**YOUR INSTRUCTIONS:**
What lines in the data below mention the string "format"? Copy them out.

**DATA SHOWN:**
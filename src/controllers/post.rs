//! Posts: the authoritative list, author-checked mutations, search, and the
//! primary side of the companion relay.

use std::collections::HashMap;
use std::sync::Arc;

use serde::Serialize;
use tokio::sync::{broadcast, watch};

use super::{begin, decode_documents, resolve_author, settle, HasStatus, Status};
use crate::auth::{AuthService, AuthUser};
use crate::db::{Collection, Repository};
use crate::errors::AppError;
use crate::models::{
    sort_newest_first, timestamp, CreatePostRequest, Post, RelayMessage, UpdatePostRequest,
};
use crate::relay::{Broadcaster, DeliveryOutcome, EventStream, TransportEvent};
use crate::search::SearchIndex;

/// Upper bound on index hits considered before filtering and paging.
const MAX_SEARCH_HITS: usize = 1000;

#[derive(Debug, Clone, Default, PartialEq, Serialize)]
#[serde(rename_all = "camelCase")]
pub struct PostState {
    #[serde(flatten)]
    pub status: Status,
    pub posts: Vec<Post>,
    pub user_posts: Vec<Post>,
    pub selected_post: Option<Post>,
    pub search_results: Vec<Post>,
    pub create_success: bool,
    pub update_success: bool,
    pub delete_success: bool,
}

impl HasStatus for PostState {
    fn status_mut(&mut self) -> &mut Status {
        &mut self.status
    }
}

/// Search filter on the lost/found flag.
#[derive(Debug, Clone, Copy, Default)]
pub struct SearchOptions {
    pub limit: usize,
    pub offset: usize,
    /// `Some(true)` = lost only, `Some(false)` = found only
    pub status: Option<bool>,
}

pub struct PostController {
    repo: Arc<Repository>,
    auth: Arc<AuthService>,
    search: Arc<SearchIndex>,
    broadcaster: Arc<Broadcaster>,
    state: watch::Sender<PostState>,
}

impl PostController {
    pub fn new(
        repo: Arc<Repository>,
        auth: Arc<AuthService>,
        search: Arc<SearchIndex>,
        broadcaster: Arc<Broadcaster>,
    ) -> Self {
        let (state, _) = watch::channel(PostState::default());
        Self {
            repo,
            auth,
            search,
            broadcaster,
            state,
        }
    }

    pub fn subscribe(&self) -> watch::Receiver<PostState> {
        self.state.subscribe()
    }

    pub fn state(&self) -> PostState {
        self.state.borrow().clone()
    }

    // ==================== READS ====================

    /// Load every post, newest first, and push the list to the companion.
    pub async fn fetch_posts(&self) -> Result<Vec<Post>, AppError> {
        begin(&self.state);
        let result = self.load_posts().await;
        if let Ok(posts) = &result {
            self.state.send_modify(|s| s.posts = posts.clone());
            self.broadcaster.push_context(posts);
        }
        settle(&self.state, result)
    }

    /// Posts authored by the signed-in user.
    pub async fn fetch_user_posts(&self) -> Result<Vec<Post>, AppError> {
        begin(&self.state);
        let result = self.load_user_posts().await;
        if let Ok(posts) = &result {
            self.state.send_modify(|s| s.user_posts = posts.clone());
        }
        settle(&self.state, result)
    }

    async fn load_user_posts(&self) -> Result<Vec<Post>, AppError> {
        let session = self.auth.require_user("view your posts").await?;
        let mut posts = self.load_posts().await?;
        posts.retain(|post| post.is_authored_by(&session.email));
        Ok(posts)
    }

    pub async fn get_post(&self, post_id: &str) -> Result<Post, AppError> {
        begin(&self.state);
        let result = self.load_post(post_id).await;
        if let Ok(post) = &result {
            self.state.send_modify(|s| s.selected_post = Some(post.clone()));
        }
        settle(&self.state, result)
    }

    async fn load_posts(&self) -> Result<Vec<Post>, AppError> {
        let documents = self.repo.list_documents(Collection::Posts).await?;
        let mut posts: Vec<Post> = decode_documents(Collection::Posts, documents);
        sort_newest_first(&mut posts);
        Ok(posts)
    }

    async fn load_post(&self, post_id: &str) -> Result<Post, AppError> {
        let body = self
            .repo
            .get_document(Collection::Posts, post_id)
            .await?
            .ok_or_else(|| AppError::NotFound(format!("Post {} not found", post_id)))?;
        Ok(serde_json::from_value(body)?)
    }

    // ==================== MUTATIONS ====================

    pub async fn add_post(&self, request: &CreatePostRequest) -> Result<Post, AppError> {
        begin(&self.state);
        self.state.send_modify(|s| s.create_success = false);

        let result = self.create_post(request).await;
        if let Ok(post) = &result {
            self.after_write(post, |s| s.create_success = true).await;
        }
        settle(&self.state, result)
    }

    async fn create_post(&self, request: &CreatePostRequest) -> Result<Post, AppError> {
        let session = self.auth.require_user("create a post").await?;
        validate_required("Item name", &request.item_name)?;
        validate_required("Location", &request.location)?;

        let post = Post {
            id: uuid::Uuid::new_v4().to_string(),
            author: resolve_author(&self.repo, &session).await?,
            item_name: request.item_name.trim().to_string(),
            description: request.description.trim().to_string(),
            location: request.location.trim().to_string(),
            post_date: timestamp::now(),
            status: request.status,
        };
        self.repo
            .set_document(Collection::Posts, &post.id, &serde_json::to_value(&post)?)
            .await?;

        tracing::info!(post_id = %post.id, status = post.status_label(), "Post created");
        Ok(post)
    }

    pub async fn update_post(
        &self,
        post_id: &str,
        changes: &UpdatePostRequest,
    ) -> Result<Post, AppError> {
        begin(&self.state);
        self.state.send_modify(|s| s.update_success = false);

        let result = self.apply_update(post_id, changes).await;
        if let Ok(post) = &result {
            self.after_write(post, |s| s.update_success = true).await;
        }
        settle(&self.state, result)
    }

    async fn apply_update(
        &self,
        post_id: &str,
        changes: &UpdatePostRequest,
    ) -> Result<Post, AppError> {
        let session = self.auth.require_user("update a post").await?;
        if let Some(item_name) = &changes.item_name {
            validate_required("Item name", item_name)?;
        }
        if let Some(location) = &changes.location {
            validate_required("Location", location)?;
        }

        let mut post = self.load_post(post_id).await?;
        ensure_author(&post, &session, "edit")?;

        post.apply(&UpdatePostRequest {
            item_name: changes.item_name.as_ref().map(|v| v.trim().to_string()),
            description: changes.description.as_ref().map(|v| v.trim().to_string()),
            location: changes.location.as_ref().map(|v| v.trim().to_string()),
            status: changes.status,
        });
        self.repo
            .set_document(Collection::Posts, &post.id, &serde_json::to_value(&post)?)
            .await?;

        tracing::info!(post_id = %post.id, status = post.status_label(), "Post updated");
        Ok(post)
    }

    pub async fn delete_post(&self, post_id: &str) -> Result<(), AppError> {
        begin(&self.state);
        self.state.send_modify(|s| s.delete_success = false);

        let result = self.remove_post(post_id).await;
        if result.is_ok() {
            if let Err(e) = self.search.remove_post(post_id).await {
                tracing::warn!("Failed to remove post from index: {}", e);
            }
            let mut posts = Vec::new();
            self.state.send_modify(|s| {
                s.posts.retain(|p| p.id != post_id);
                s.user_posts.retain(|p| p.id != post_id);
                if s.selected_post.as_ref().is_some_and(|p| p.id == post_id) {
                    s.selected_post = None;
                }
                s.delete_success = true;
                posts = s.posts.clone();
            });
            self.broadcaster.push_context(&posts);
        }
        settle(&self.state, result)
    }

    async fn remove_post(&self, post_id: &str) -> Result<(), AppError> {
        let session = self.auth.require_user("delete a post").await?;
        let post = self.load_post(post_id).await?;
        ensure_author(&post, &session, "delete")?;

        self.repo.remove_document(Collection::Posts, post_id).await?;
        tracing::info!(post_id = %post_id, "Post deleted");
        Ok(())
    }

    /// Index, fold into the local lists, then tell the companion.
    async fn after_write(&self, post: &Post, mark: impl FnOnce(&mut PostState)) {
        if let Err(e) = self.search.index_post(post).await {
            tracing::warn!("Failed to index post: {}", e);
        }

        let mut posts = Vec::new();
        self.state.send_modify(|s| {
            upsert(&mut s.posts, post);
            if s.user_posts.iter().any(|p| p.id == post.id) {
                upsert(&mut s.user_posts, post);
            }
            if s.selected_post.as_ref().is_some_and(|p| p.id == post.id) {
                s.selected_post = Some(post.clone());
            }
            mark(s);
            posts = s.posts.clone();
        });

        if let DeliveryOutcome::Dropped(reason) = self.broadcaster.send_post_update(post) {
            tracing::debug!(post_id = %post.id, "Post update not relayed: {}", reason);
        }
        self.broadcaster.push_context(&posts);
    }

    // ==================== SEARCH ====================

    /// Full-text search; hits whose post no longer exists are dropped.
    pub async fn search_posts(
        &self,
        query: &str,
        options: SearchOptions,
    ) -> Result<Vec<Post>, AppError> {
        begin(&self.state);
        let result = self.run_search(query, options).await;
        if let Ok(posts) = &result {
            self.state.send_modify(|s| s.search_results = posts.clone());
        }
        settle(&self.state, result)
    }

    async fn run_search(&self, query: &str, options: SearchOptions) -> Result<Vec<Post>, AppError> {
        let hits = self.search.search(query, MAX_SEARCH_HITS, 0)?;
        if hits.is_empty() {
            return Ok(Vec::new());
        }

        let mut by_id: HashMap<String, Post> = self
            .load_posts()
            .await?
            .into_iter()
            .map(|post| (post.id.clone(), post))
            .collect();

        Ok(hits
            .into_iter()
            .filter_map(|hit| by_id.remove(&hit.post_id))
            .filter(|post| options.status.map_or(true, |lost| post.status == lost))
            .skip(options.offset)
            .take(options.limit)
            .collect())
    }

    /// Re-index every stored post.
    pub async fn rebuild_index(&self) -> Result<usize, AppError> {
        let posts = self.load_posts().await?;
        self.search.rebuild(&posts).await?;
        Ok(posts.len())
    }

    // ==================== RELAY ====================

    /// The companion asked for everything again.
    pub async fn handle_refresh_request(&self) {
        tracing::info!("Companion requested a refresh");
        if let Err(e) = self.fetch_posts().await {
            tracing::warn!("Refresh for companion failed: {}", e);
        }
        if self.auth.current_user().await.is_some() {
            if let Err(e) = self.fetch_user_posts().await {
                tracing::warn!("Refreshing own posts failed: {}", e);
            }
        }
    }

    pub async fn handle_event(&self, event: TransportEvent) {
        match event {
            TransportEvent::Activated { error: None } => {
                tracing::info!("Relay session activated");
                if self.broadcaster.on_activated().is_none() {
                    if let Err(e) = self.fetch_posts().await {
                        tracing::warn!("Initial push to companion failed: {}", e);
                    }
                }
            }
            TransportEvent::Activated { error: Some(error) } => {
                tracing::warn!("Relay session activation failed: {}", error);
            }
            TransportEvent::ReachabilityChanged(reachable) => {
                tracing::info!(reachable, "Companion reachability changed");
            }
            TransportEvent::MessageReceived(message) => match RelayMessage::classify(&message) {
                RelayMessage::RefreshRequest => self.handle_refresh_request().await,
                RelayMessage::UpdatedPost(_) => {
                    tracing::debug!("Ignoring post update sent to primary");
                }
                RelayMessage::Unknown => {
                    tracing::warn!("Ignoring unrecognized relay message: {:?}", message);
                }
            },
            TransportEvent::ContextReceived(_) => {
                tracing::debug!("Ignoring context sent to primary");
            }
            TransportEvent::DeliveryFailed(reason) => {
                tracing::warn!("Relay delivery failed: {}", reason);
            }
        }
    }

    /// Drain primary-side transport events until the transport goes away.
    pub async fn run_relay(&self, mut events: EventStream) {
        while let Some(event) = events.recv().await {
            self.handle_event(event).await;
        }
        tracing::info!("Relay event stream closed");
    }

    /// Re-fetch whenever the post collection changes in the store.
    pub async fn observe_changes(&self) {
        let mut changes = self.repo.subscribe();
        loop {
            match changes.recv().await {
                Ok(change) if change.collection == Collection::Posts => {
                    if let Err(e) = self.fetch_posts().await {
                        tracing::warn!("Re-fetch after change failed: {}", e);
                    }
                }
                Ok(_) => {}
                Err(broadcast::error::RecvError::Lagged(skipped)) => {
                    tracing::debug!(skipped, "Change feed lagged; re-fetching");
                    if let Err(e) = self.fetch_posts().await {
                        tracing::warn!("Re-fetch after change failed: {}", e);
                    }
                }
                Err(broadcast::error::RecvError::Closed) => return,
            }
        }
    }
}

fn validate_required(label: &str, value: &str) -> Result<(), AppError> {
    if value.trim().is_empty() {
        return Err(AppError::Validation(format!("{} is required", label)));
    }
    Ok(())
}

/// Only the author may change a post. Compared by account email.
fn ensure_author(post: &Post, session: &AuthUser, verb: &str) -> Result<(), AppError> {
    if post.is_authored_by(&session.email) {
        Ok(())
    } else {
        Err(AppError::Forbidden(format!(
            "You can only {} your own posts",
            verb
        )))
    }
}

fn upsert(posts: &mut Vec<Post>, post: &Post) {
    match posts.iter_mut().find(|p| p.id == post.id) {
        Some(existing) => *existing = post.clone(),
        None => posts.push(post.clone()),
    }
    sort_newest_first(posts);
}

**WRITTEN ANSWER:**
            .ok_or_else(|| AppError::NotFound(format!("Post {} not found", post_id)))?;
        return Err(AppError::Validation(format!("{} is required", label)));
        Err(AppError::Forbidden(format!(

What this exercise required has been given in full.